Automattic Stats for self-hosted WordPress

The new Automattic Stats plugin is available for download. It lets self-hosted WordPress bloggers use the exact same traffic metrics system we provide to WordPress.com users. It tracks post and page views, referrers, search terms, and clicks on your external links. It takes moments to install if you already have a WordPress blog and a WordPress.com API key. And it’s totally free.

Although the code is almost exclusively my work, I must give thanks for Matt‘s guidance, Barry‘s systems wrangling, and Rudy’s barbecue, each of which were indispensable.

The rest of this post will cover technical details of the system, how it works and why it’s cool. If you have a question I didn’t answer, leave a comment and I’ll do my best to answer.

How does it work?

The plugin adds a tiny image to your blog () and that image is hosted on our servers. Every time your blog is viewed by a browser with javascript enabled, the browser downloads that image and we see a new line in our server logs. We then process the server logs and insert the data into a big MySQL database that we use to generate the lists and charts on your stats page.

There’s a little more to it than that. The plugin adds the post ID and referrer to the image URL so we know what the visitor is looking at and where they came from. We examine the referrer and if it looks like a search engine, we sift out the search terms and save those instead. Our servers also communicate with your blog from time to time, such as when you update the title of a post.

What makes it fast?

When you run your own stats system, your blog server has to do a lot of extra work to track each visit. We take that load off your server to keep it snappy.

By serving the javascript from stats.wordpress.com, we take advantage of the browser cache so that no matter how many blogs are visited, the script is only loaded once per week.

Clicks are reported asynchronously. Rather than the more common method of mangling URLs and forcing the visitor to wait during a redirect, the click stats are tracked using elements of AJAX. Your hrefs are safe and your visitors experience no delays.

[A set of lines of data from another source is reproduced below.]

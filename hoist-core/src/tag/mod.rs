//! Tag policies.
//!
//! A `Tagger` turns an image name and its content digest into the final,
//! fully-qualified reference an artifact is published under.

use async_trait::async_trait;
use serde::Deserialize;
use std::path::Path;
use tokio_util::sync::CancellationToken;

mod checksum;
mod datetime;
mod env_template;

pub use checksum::ChecksumTagger;
pub use datetime::DateTimeTagger;
pub use env_template::EnvTemplateTagger;

/// Error type for tag generation.
#[derive(Debug, thiserror::Error)]
pub enum TagError {
    #[error("image name is empty")]
    EmptyImageName,

    #[error("digest is empty for image {image}")]
    EmptyDigest { image: String },

    #[error("template references undefined variable {name}")]
    MissingVariable { name: String },

    #[error("invalid tag policy: {reason}")]
    InvalidPolicy { reason: String },

    #[error("tag generation cancelled")]
    Cancelled,
}

/// Input to a tag policy.
#[derive(Debug, Clone, PartialEq, Eq)]
pub struct TagOptions {
    pub image_name: String,
    pub digest: String,
}

impl TagOptions {
    /// Reject requests a policy cannot produce a reference for.
    pub fn validate(&self) -> Result<(), TagError> {
        if self.image_name.trim().is_empty() {
            return Err(TagError::EmptyImageName);
        }
        if self.digest.trim().is_empty() {
            return Err(TagError::EmptyDigest { image: self.image_name.clone() });
        }
        Ok(())
    }

    /// Digest algorithm ("sha256" for "sha256:abc..."), empty when absent.
    pub fn digest_algorithm(&self) -> &str {
        self.digest.split_once(':').map(|(algo, _)| algo).unwrap_or_default()
    }

    /// Digest without its algorithm prefix.
    pub fn digest_hex(&self) -> &str {
        self.digest.split_once(':').map(|(_, hex)| hex).unwrap_or(&self.digest)
    }
}

/// Tag generation policy.
#[async_trait]
pub trait Tagger: Send + Sync {
    /// Compute the final reference for an artifact built from `workspace`.
    async fn generate_fully_qualified_image_name(
        &self,
        cancel: &CancellationToken,
        workspace: &Path,
        options: &TagOptions,
    ) -> Result<String, TagError>;
}

/// Declarative tag policy selection.
///
/// Written as a single-key map, e.g. `sha256: {}` or
/// `envTemplate: {template: "{{.IMAGE_NAME}}:dev"}`.
#[derive(Debug, Clone, PartialEq, Eq, Deserialize)]
#[serde(try_from = "RawTagPolicy")]
pub enum TagPolicy {
    Sha256 {},
    DateTime { format: Option<String>, utc: bool },
    EnvTemplate { template: String },
}

/// Tag policy as written in a pipeline file; exactly one field must be set.
#[derive(Debug, Deserialize)]
#[serde(rename_all = "camelCase", deny_unknown_fields)]
pub struct RawTagPolicy {
    #[serde(default)]
    sha256: Option<Sha256Policy>,

    #[serde(default)]
    date_time: Option<DateTimePolicy>,

    #[serde(default)]
    env_template: Option<EnvTemplatePolicy>,
}

#[derive(Debug, Deserialize)]
#[serde(deny_unknown_fields)]
struct Sha256Policy {}

#[derive(Debug, Deserialize)]
#[serde(deny_unknown_fields)]
struct DateTimePolicy {
    #[serde(default)]
    format: Option<String>,
    #[serde(default)]
    utc: bool,
}

#[derive(Debug, Deserialize)]
#[serde(deny_unknown_fields)]
struct EnvTemplatePolicy {
    template: String,
}

impl TryFrom<RawTagPolicy> for TagPolicy {
    type Error = TagError;

    fn try_from(raw: RawTagPolicy) -> Result<Self, Self::Error> {
        let mut selected = Vec::with_capacity(1);
        if let Some(Sha256Policy {}) = raw.sha256 {
            selected.push(TagPolicy::Sha256 {});
        }
        if let Some(DateTimePolicy { format, utc }) = raw.date_time {
            selected.push(TagPolicy::DateTime { format, utc });
        }
        if let Some(EnvTemplatePolicy { template }) = raw.env_template {
            selected.push(TagPolicy::EnvTemplate { template });
        }

        match selected.len() {
            1 => Ok(selected.remove(0)),
            0 => Err(TagError::InvalidPolicy {
                reason: "set one of sha256, dateTime or envTemplate".to_string(),
            }),
            _ => Err(TagError::InvalidPolicy {
                reason: "only one of sha256, dateTime or envTemplate may be set".to_string(),
            }),
        }
    }
}

impl Default for TagPolicy {
    fn default() -> Self {
        TagPolicy::Sha256 {}
    }
}

impl TagPolicy {
    /// Instantiate the tagger this policy describes.
    pub fn tagger(&self) -> Result<Box<dyn Tagger>, TagError> {
        Ok(match self {
            TagPolicy::Sha256 {} => Box::new(ChecksumTagger),
            TagPolicy::DateTime { format, utc } => {
                let mut tagger = DateTimeTagger::new(format.clone());
                if *utc {
                    tagger = tagger.utc();
                }
                Box::new(tagger)
            }
            TagPolicy::EnvTemplate { template } => Box::new(EnvTemplateTagger::new(template)?),
        })
    }
}

/// Repository part of an image name, dropping any tag or digest it already carries.
pub(crate) fn repository(image_name: &str) -> &str {
    let name = image_name.split_once('@').map_or(image_name, |(name, _)| name);
    match name.rsplit_once(':') {
        // A colon before the last slash belongs to a registry port.
        Some((repo, tag)) if !tag.contains('/') => repo,
        _ => name,
    }
}

#[cfg(test)]
mod tests {
    use super::*;

    #[test]
    fn test_digest_parts() {
        let opts = TagOptions { image_name: "app".into(), digest: "sha256:deadbeef".into() };
        assert_eq!(opts.digest_algorithm(), "sha256");
        assert_eq!(opts.digest_hex(), "deadbeef");

        let bare = TagOptions { image_name: "app".into(), digest: "deadbeef".into() };
        assert_eq!(bare.digest_algorithm(), "");
        assert_eq!(bare.digest_hex(), "deadbeef");
    }

    #[test]
    fn test_validate_rejects_empty_fields() {
        let opts = TagOptions { image_name: " ".into(), digest: "sha256:1".into() };
        assert!(matches!(opts.validate(), Err(TagError::EmptyImageName)));

        let opts = TagOptions { image_name: "app".into(), digest: String::new() };
        assert!(matches!(opts.validate(), Err(TagError::EmptyDigest { .. })));
    }

    #[test]
    fn test_repository_strips_existing_tag() {
        assert_eq!(repository("app"), "app");
        assert_eq!(repository("app:v1"), "app");
        assert_eq!(repository("localhost:5000/app"), "localhost:5000/app");
        assert_eq!(repository("localhost:5000/app:v1"), "localhost:5000/app");
    }

    #[test]
    fn test_repository_strips_existing_digest() {
        assert_eq!(repository("app@sha256:abc"), "app");
        assert_eq!(repository("app:v1@sha256:abc"), "app");
        assert_eq!(repository("localhost:5000/app@sha256:abc"), "localhost:5000/app");
    }

    #[test]
    fn test_policy_deserializes_from_yaml() {
        let policy: TagPolicy = serde_yaml::from_str("sha256: {}").unwrap();
        assert_eq!(policy, TagPolicy::Sha256 {});

        let policy: TagPolicy =
            serde_yaml::from_str("dateTime:\n  format: \"%Y%m%d\"\n  utc: true").unwrap();
        assert_eq!(policy, TagPolicy::DateTime { format: Some("%Y%m%d".into()), utc: true });

        let policy: TagPolicy =
            serde_yaml::from_str("envTemplate:\n  template: \"{{.IMAGE_NAME}}:dev\"").unwrap();
        assert!(policy.tagger().is_ok());

        let policy: TagPolicy = serde_yaml::from_str("dateTime: {}").unwrap();
        assert_eq!(policy, TagPolicy::DateTime { format: None, utc: false });
    }

    #[test]
    fn test_policy_requires_exactly_one_kind() {
        assert!(serde_yaml::from_str::<TagPolicy>("{}").is_err());
        assert!(serde_yaml::from_str::<TagPolicy>("sha256: {}\ndateTime: {}").is_err());
        assert!(serde_yaml::from_str::<TagPolicy>("gitCommit: {}").is_err());
    }

    #[test]
    fn test_default_policy_is_checksum() {
        assert_eq!(TagPolicy::default(), TagPolicy::Sha256 {});
    }
}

The tracking gif loads fast because WordPress.com infrastructure just plain rocks.

What’s with the smiley face?

When we started developing stats for WordPress.com in 2005, Matt thought it would be cute. That’s his artwork.

No doubt, people will want to hide the smiley face. There are wrong ways to do this. Basically, anything that causes the image not to be loaded by the browser will break your stats.

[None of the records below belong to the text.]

//! Logging setup.
//!
//! Diagnostics go to stderr through `tracing`. Stdout is left to the
//! pipeline's progress output.

use tracing_subscriber::{layer::SubscriberExt, util::SubscriberInitExt, EnvFilter};

/// Environment variable holding the log filter, e.g. `hoist_core=debug`.
pub const LOG_ENV: &str = "RUST_LOG";

/// Install the global subscriber.
///
/// `default_level` applies when `RUST_LOG` is unset. Fails if a global
/// subscriber is already installed.
pub fn init(default_level: tracing::Level) -> Result<(), Box<dyn std::error::Error + Send + Sync>> {
    let filter = EnvFilter::try_from_env(LOG_ENV)
        .unwrap_or_else(|_| EnvFilter::default().add_directive(default_level.into()));

    tracing_subscriber::registry()
        .with(filter)
        .with(
            tracing_subscriber::fmt::layer()
                .with_writer(std::io::stderr)
                .with_target(true)
                .with_level(true),
        )
        .try_init()?;

    tracing::debug!("Observability initialized");
    Ok(())
}
//! Reimbursement predictor
//!
//! The selected formula exposed as a pure function of the three inputs.
//! No clock, no randomness, no shared state.

use tracing::debug;

use crate::errors::Result;
use crate::formula::Formula;
use crate::rounding::{round_currency, Amount};
use crate::types::TripInput;

#[derive(Debug, Clone, PartialEq)]
pub struct ReimbursementPredictor {
    formula: Formula,
}

impl Default for ReimbursementPredictor {
    fn default() -> Self {
        Self::new(Formula::fitted())
    }
}

impl ReimbursementPredictor {
    pub fn new(formula: Formula) -> Self {
        Self { formula }
    }

    pub fn formula(&self) -> &Formula {
        &self.formula
    }

    /// Predict the rounded reimbursement for one trip
    pub fn predict(&self, days: u32, miles: f64, receipts: f64) -> Result<Amount> {
        self.predict_input(&TripInput::new(days, miles, receipts))
    }

    pub fn predict_input(&self, input: &TripInput) -> Result<Amount> {
        input.validate()?;
        let raw = self.formula.evaluate(input);
        debug!(formula = %self.formula.name, raw, "raw prediction");
        round_currency(raw)
    }
}
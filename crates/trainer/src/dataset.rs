//! Labeled case loading
//!
//! Reads the JSON case file (`[{ "input": {...}, "expected_output": n }]`),
//! validates every record and exposes a cheap-to-clone, read-only dataset.

use once_cell::sync::OnceCell;
use reimburse_core::Example;
use serde::Serialize;
use std::path::{Path, PathBuf};
use std::sync::Arc;
use tracing::{info, warn};

use crate::errors::{Result, TrainerError};

/// What to do with a record that fails validation
#[derive(Debug, Clone, Copy, Default, PartialEq, Eq)]
pub enum InvalidRecordPolicy {
    #[default]
    Abort,
    Skip,
}

/// A record dropped under [`InvalidRecordPolicy::Skip`]
#[derive(Debug, Clone, PartialEq, Eq, Serialize)]
pub struct RejectedRecord {
    pub index: usize,
    pub reason: String,
}

/// Validated labeled examples, shared read-only between components
#[derive(Clone, Debug)]
pub struct Dataset {
    examples: Arc<[Example]>,
    rejected: Vec<RejectedRecord>,
}

/// Value ranges of the loaded examples
#[derive(Debug, Clone, Copy, PartialEq, Serialize)]
pub struct DatasetSummary {
    pub count: usize,
    pub days: (u32, u32),
    pub miles: (f64, f64),
    pub receipts: (f64, f64),
    pub expected: (f64, f64),
}

impl Dataset {
    /// Build from in-memory examples; any invalid example is an error
    pub fn from_examples(examples: Vec<Example>) -> Result<Self> {
        for (index, example) in examples.iter().enumerate() {
            example
                .validate()
                .map_err(|err| TrainerError::InvalidRecord {
                    index,
                    reason: err.to_string(),
                })?;
        }
        if examples.is_empty() {
            return Err(TrainerError::EmptyDataset);
        }
        Ok(Self {
            examples: examples.into(),
            rejected: Vec::new(),
        })
    }

    /// Load dataset from a JSON case file
    pub fn from_json_path<P: AsRef<Path>>(path: P, policy: InvalidRecordPolicy) -> Result<Self> {
        let content = std::fs::read_to_string(path.as_ref())?;
        Self::from_json_str(&content, policy)
    }

    pub fn from_json_str(content: &str, policy: InvalidRecordPolicy) -> Result<Self> {
        let records: Vec<serde_json::Value> = serde_json::from_str(content)?;

        let mut examples = Vec::with_capacity(records.len());
        let mut rejected = Vec::new();

        for (index, record) in records.into_iter().enumerate() {
            let parsed = serde_json::from_value::<Example>(record)
                .map_err(|err| err.to_string())
                .and_then(|example| {
                    example
                        .validate()
                        .map(|_| example)
                        .map_err(|err| err.to_string())
                });

            match (parsed, policy) {
                (Ok(example), _) => examples.push(example),
                (Err(reason), InvalidRecordPolicy::Abort) => {
                    return Err(TrainerError::InvalidRecord { index, reason });
                }
                (Err(reason), InvalidRecordPolicy::Skip) => {
                    warn!("Skipping record {}: {}", index, reason);
                    rejected.push(RejectedRecord { index, reason });
                }
            }
        }

        if examples.is_empty() {
            return Err(TrainerError::EmptyDataset);
        }

        Ok(Self {
            examples: examples.into(),
            rejected,
        })
    }

    pub fn examples(&self) -> &[Example] {
        &self.examples
    }

    /// Get number of examples
    pub fn len(&self) -> usize {
        self.examples.len()
    }

    /// Check if dataset is empty
    pub fn is_empty(&self) -> bool {
        self.examples.is_empty()
    }

    pub fn rejected(&self) -> &[RejectedRecord] {
        &self.rejected
    }

    /// Min/max of every input column and the target
    pub fn summary(&self) -> DatasetSummary {
        let mut summary = DatasetSummary {
            count: self.examples.len(),
            days: (u32::MAX, u32::MIN),
            miles: (f64::INFINITY, f64::NEG_INFINITY),
            receipts: (f64::INFINITY, f64::NEG_INFINITY),
            expected: (f64::INFINITY, f64::NEG_INFINITY),
        };

        for example in self.examples.iter() {
            summary.days.0 = summary.days.0.min(example.days());
            summary.days.1 = summary.days.1.max(example.days());
            summary.miles.0 = summary.miles.0.min(example.miles());
            summary.miles.1 = summary.miles.1.max(example.miles());
            summary.receipts.0 = summary.receipts.0.min(example.receipts());
            summary.receipts.1 = summary.receipts.1.max(example.receipts());
            summary.expected.0 = summary.expected.0.min(example.expected);
            summary.expected.1 = summary.expected.1.max(example.expected);
        }

        summary
    }
}

/// Lazily loaded dataset: parsed on first access, then shared by every
/// component that holds the handle.
#[derive(Debug)]
pub struct DatasetHandle {
    path: PathBuf,
    policy: InvalidRecordPolicy,
    cell: OnceCell<Dataset>,
}

impl DatasetHandle {
    pub fn new(path: impl Into<PathBuf>, policy: InvalidRecordPolicy) -> Self {
        Self {
            path: path.into(),
            policy,
            cell: OnceCell::new(),
        }
    }

    pub fn path(&self) -> &Path {
        &self.path
    }

    pub fn is_loaded(&self) -> bool {
        self.cell.get().is_some()
    }

    pub fn get(&self) -> Result<&Dataset> {
        self.cell.get_or_try_init(|| {
            info!("Loading cases from: {}", self.path.display());
            let dataset = Dataset::from_json_path(&self.path, self.policy)?;
            info!(
                "Loaded {} examples ({} rejected)",
                dataset.len(),
                dataset.rejected().len()
            );
            Ok(dataset)
        })
    }
}
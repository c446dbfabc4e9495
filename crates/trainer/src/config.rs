//! Fit configuration
//!
//! Every knob of a fitting run, loadable from TOML. Missing sections and
//! keys fall back to [`FitConfig::default`].

use serde::{Deserialize, Serialize};
use std::path::Path;
use tracing::info;

use crate::errors::{Result, TrainerError};
use crate::outliers::OutlierConfig;
use crate::search::{ParameterSpace, RefineConfig};
use crate::segment::BucketSpec;

/// Fitting run configuration
#[derive(Debug, Clone, PartialEq, Serialize, Deserialize)]
#[serde(default)]
pub struct FitConfig {
    /// Score candidates on the rayon pool
    pub parallel: bool,
    /// Base-rate grid
    pub grid: ParameterSpace,
    /// Coarse-to-fine rounds after the grid
    pub refine: RefineConfig,
    /// Bucketing used for implied-coefficient statistics
    pub segments: SegmentConfig,
    /// Outlier detection
    pub outliers: OutlierConfig,
    /// Rule-subset search
    pub rules: RuleConfig,
    /// Evaluation report
    pub report: ReportConfig,
}

impl Default for FitConfig {
    fn default() -> Self {
        Self {
            parallel: true,
            grid: ParameterSpace::default(),
            refine: RefineConfig::default(),
            segments: SegmentConfig::default(),
            outliers: OutlierConfig::default(),
            rules: RuleConfig::default(),
            report: ReportConfig::default(),
        }
    }
}

/// Segmentation configuration. A width of 0 leaves that dimension out of
/// the bucket key.
#[derive(Debug, Clone, Copy, PartialEq, Serialize, Deserialize)]
#[serde(default)]
pub struct SegmentConfig {
    pub by_days: bool,
    pub spend_width: u32,
    pub miles_width: u32,
    /// Buckets below this size are not searched or examined for outliers
    pub min_support: usize,
}

impl Default for SegmentConfig {
    fn default() -> Self {
        Self {
            by_days: true,
            spend_width: 50,
            miles_width: 0,
            min_support: 3,
        }
    }
}

impl SegmentConfig {
    pub fn bucket_spec(&self) -> BucketSpec {
        BucketSpec {
            by_days: self.by_days,
            spend_width: (self.spend_width > 0).then_some(self.spend_width),
            miles_width: (self.miles_width > 0).then_some(self.miles_width),
        }
    }
}

/// Rule-subset search configuration
#[derive(Debug, Clone, Copy, PartialEq, Serialize, Deserialize)]
#[serde(default)]
pub struct RuleConfig {
    /// Largest subset of candidate rules scored together
    pub max_subset_size: usize,
    /// Offer one median-rate rule per supported bucket as an extra candidate
    pub segment_rules: bool,
    /// Keep the short/long trip corrections in the searched template
    pub trip_length_corrections: bool,
}

impl Default for RuleConfig {
    fn default() -> Self {
        Self {
            max_subset_size: 3,
            segment_rules: false,
            trip_length_corrections: true,
        }
    }
}

#[derive(Debug, Clone, Copy, PartialEq, Serialize, Deserialize)]
#[serde(default)]
pub struct ReportConfig {
    /// Worst cases kept in the evaluation report
    pub worst: usize,
}

impl Default for ReportConfig {
    fn default() -> Self {
        Self { worst: 10 }
    }
}

impl FitConfig {
    /// Load and validate configuration from a TOML file
    pub fn from_path<P: AsRef<Path>>(path: P) -> Result<Self> {
        let path = path.as_ref();
        info!("Loading configuration from: {}", path.display());
        let content = std::fs::read_to_string(path)?;
        Self::from_toml_str(&content)
    }

    pub fn from_toml_str(content: &str) -> Result<Self> {
        let config: FitConfig = toml::from_str(content)?;
        config.validate()?;
        Ok(config)
    }

    pub fn to_toml_string(&self) -> Result<String> {
        toml::to_string_pretty(self)
            .map_err(|e| TrainerError::InvalidConfig(format!("failed to serialize config: {e}")))
    }

    /// Check every section before any search starts
    pub fn validate(&self) -> Result<()> {
        self.grid.validate()?;
        self.refine.validate()?;

        if !self.segments.by_days && self.segments.spend_width == 0 && self.segments.miles_width == 0
        {
            return Err(TrainerError::InvalidConfig(
                "segments: at least one bucket dimension must be enabled".to_string(),
            ));
        }
        if self.segments.min_support == 0 {
            return Err(TrainerError::InvalidConfig(
                "segments.min_support must be at least 1".to_string(),
            ));
        }

        let threshold = self.outliers.threshold_std_devs;
        if !(threshold.is_finite() && threshold >= 0.0) {
            return Err(TrainerError::InvalidConfig(format!(
                "outliers.threshold_std_devs must be a non-negative number, got {threshold}"
            )));
        }
        if self.outliers.region_width == 0 {
            return Err(TrainerError::InvalidConfig(
                "outliers.region_width must be at least 1".to_string(),
            ));
        }

        Ok(())
    }
}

Applying “display:none” to the image will break your stats. Don’t do it. If you want to hide the smiley face, add this to your stylesheet:

img#wpstats{width:0px;height:0px;overflow:hidden}

Why do my links point to WordPress.com?

All stats reports are rendered by our servers. We designed it this way for a lot of reasons. It’s faster this way because your server doesn’t have to connect to our server every time you look at your stats. It’s also better because we can update the reporting UI without forcing you to upgrade your plugin.

How much traffic can you handle?

The stats hardware is currently handling millions of views every day and we’re nowhere near capacity. We built this system with growth in mind. The software is ready to run on as many servers as we allocate for the purpose. Growing pains are inevitable but if we’ve done our job, you will never feel them.

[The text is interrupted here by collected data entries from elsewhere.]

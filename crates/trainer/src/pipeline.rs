//! End-to-end fitting run
//!
//! grid (+ refine) -> segment against the best base without its receipt
//! term -> outlier detection -> candidate rules -> rule-subset search ->
//! final evaluation.

use reimburse_core::{evaluate, EvaluationResult, Formula, LinearRates, OverrideRule, TripInput};
use serde::Serialize;
use tracing::{info, instrument};

use crate::config::FitConfig;
use crate::dataset::Dataset;
use crate::errors::Result;
use crate::outliers::{OutlierDetector, OutlierReport};
use crate::search::{GridSearch, RuleSubsetSearch, SearchOutcome, SubsetOutcome};
use crate::segment::{SegmentSummary, Segmenter};

/// Everything a fitting run found
#[derive(Debug, Clone, PartialEq, Serialize)]
pub struct FitReport {
    /// Final formula: best base rates plus the selected rules
    pub formula: Formula,
    pub grid: SearchOutcome,
    /// Supported buckets, by descending support
    pub segments: Vec<SegmentSummary>,
    /// Examples without receipts, left out of the segment statistics
    pub skipped: usize,
    pub outliers: OutlierReport,
    pub candidate_rules: Vec<OverrideRule>,
    pub rules: SubsetOutcome,
    pub selected_rules: Vec<OverrideRule>,
    pub evaluation: EvaluationResult,
}

#[derive(Debug, Clone, Default)]
pub struct FitPipeline {
    config: FitConfig,
}

impl FitPipeline {
    pub fn new(config: FitConfig) -> Self {
        Self { config }
    }

    pub fn config(&self) -> &FitConfig {
        &self.config
    }

    /// Formula whose rules stay fixed while the base rates are searched
    pub fn template(&self) -> Formula {
        let mut template = Formula::fitted();
        template.overrides.clear();
        if !self.config.rules.trip_length_corrections {
            template.corrections.clear();
        }
        template
    }

    pub fn run_dataset(&self, dataset: &Dataset) -> Result<FitReport> {
        self.run(dataset.examples())
    }

    #[instrument(skip_all, fields(examples = examples.len(), parallel = self.config.parallel))]
    pub fn run(&self, examples: &[reimburse_core::Example]) -> Result<FitReport> {
        let config = &self.config;
        config.validate()?;

        info!(
            "Grid search over {} base-rate candidates",
            config.grid.size()
        );
        let grid = GridSearch::new(self.template())
            .parallel(config.parallel)
            .refine(examples, &config.grid, &config.refine)?;
        info!(
            "Best base {} (error {:.2}, first candidate {:.2}, {} evaluated)",
            grid.best.base, grid.best_score, grid.first_score, grid.evaluated
        );

        let best = grid.best.clone();
        let without_receipts: LinearRates = best.base.without_receipts();
        let base = move |input: &TripInput| best.evaluate_with(&without_receipts, input);
        let segmenter = Segmenter::new(
            config.segments.bucket_spec(),
            base,
            config.segments.min_support,
        );
        let table = segmenter.segment(examples);
        info!(
            "{} buckets, {} supported, {} examples without receipts",
            table.len(),
            table.supported().count(),
            table.skipped
        );

        let outliers = OutlierDetector::new(config.outliers).detect(&segmenter, &table, examples);
        let mut candidate_rules = outliers.candidate_rules(config.outliers.max_candidates);
        if config.rules.segment_rules {
            candidate_rules.extend(table.to_override_rules());
        }
        info!(
            "{} outliers flagged, {} candidate rules",
            outliers.len(),
            candidate_rules.len()
        );

        let rule_search = RuleSubsetSearch::new(
            grid.best.clone(),
            candidate_rules.clone(),
            config.rules.max_subset_size,
        )
        .parallel(config.parallel);
        let rules = rule_search.run(examples)?;
        let selected_rules = rules.selected_rules(rule_search.candidates());
        info!(
            "Selected {} rules (error {:.2} -> {:.2})",
            selected_rules.len(),
            rules.baseline_score,
            rules.best_score
        );

        let formula = rules.best.clone();
        let evaluation = evaluate(&formula, examples, config.report.worst)?;

        Ok(FitReport {
            formula,
            grid,
            segments: table.summaries(),
            skipped: table.skipped,
            outliers,
            candidate_rules,
            rules,
            selected_rules,
            evaluation,
        })
    }
}

#[cfg(test)]
mod tests {
    use super::*;
    use crate::search::{ParamRange, ParameterSpace};
    use reimburse_core::{Example, Feature, ModelError, Predicate};

    fn small_config() -> FitConfig {
        FitConfig {
            parallel: false,
            grid: ParameterSpace {
                day_rate: ParamRange::stepped(80.0, 100.0, 5.0),
                mile_rate: ParamRange::stepped(0.5, 0.7, 0.05),
                receipt_rate: ParamRange::stepped(0.2, 0.5, 0.05),
            },
            ..FitConfig::default()
        }
    }

    /// Linear cases plus a block of 6-day trips whose receipts are ignored
    fn examples() -> Vec<Example> {
        let rates = LinearRates::new(90.0, 0.6, 0.35);
        let mut examples = Vec::new();
        for days in 3..=7u32 {
            for receipts in [40.0, 90.0, 160.0, 220.0, 310.0, 400.0] {
                let input = TripInput::new(days, 50.0 * f64::from(days), receipts * f64::from(days));
                let mut expected = rates.apply(&input);
                if days == 6 && receipts > 300.0 {
                    expected -= 0.35 * input.receipts;
                }
                examples.push(Example { input, expected });
            }
        }
        examples
    }

    /// Twelve 4-day trips paid at receipt rate 0.35 and two expensive ones
    /// (spend per day 320 and 330) paid at 0.10
    fn low_receipt_region() -> Vec<Example> {
        let rates = LinearRates::new(90.0, 0.6, 0.35);
        let mut examples: Vec<Example> = (0..12)
            .map(|i| {
                let step = f64::from(i);
                let input = TripInput::new(4, 100.0 + 10.0 * step, 4.0 * (50.0 + 10.0 * step));
                Example {
                    input,
                    expected: rates.apply(&input),
                }
            })
            .collect();
        let deviant = LinearRates::new(90.0, 0.6, 0.10);
        for receipts in [1280.0, 1320.0] {
            let input = TripInput::new(4, 120.0, receipts);
            examples.push(Example {
                input,
                expected: deviant.apply(&input),
            });
        }
        examples
    }

    fn fixed_grid_config() -> FitConfig {
        let mut config = FitConfig {
            parallel: false,
            grid: ParameterSpace {
                day_rate: ParamRange::fixed(90.0),
                mile_rate: ParamRange::fixed(0.6),
                receipt_rate: ParamRange::fixed(0.35),
            },
            ..FitConfig::default()
        };
        config.segments.spend_width = 0;
        config.rules.trip_length_corrections = false;
        config
    }

    #[test]
    fn outlier_region_becomes_selected_rule() {
        let report = FitPipeline::new(fixed_grid_config())
            .run(&low_receipt_region())
            .unwrap();

        assert_eq!(report.segments.len(), 1);
        assert_eq!(report.outliers.len(), 2);
        let flagged: Vec<usize> = report.outliers.outliers.iter().map(|o| o.index).collect();
        assert!(flagged.contains(&12) && flagged.contains(&13));
        assert!(report.outliers.outliers.iter().all(|o| o.deviation < -2.0));

        let region = Predicate::days_eq(4).within(Feature::SpendPerDay, 300.0, 350.0);
        assert_eq!(report.candidate_rules.len(), 1);
        assert_eq!(report.selected_rules.len(), 1);
        let rule = &report.selected_rules[0];
        assert_eq!(rule.predicate, region);
        assert_eq!(rule.name, "outlier 4d_300spend");
        assert!((rule.rates.receipt_rate.unwrap() - 0.10).abs() < 1e-12);

        assert!(report.rules.baseline_score > 600.0);
        assert!(report.rules.best_score < 1e-6);
        assert_eq!(report.formula.overrides, report.selected_rules);
        assert!(report.evaluation.total_error < 1e-6);
    }

    #[test]
    fn pipeline_improves_on_plain_grid() {
        let mut config = small_config();
        config.rules.trip_length_corrections = false;
        let report = FitPipeline::new(config).run(&examples()).unwrap();

        assert!(report.grid.best_score <= report.grid.first_score);
        assert!(report.rules.best_score <= report.rules.baseline_score);
        assert!(report.evaluation.total_error <= report.grid.best_score + 1e-6);
        assert_eq!(report.evaluation.count, 30);
        assert_eq!(report.selected_rules.len(), report.rules.selected.len());
        assert_eq!(
            report.formula.overrides.len(),
            report.selected_rules.len()
        );
    }

    #[test]
    fn template_respects_correction_switch() {
        let mut config = FitConfig::default();
        assert!(FitPipeline::new(config.clone()).template().overrides.is_empty());
        assert_eq!(FitPipeline::new(config.clone()).template().corrections.len(), 2);
        config.rules.trip_length_corrections = false;
        assert!(FitPipeline::new(config).template().corrections.is_empty());
    }

    #[test]
    fn runs_are_deterministic() {
        let examples = examples();
        let pipeline = FitPipeline::new(small_config());
        let first = pipeline.run(&examples).unwrap();
        let second = pipeline.run(&examples).unwrap();
        assert_eq!(first, second);
    }

    #[test]
    fn empty_input_is_an_error() {
        let err = FitPipeline::new(small_config()).run(&[]).unwrap_err();
        assert!(matches!(
            err,
            crate::errors::TrainerError::Model(ModelError::EmptyExampleSet)
        ));
    }
}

Can I install this on my non-WordPress sites?

The short answer is that the system only supports WordPress blogs.

The long answer is that anyone with a thorough understanding of WordPress and XMLRPC could clone the plugin to work with other blogging platforms. I can’t prevent it, I won’t discourage it, I do expect it, and I don’t even mind it. There are pitfalls, however, and I do not plan to document the requirements. Here be dragons.

Anyone found abusing the system, causing undue loads on the servers, or inflicting headaches on me or Barry or anyone else, will be subject to having their API Key revoked and their name written in giant, fiery letters across the night sky to be cursed by all who see it. Please don’t abuse this free service.

Why does the date change before/after midnight?

To keep things fast and consistent, we are ignoring time zones and keeping all stats in UTC.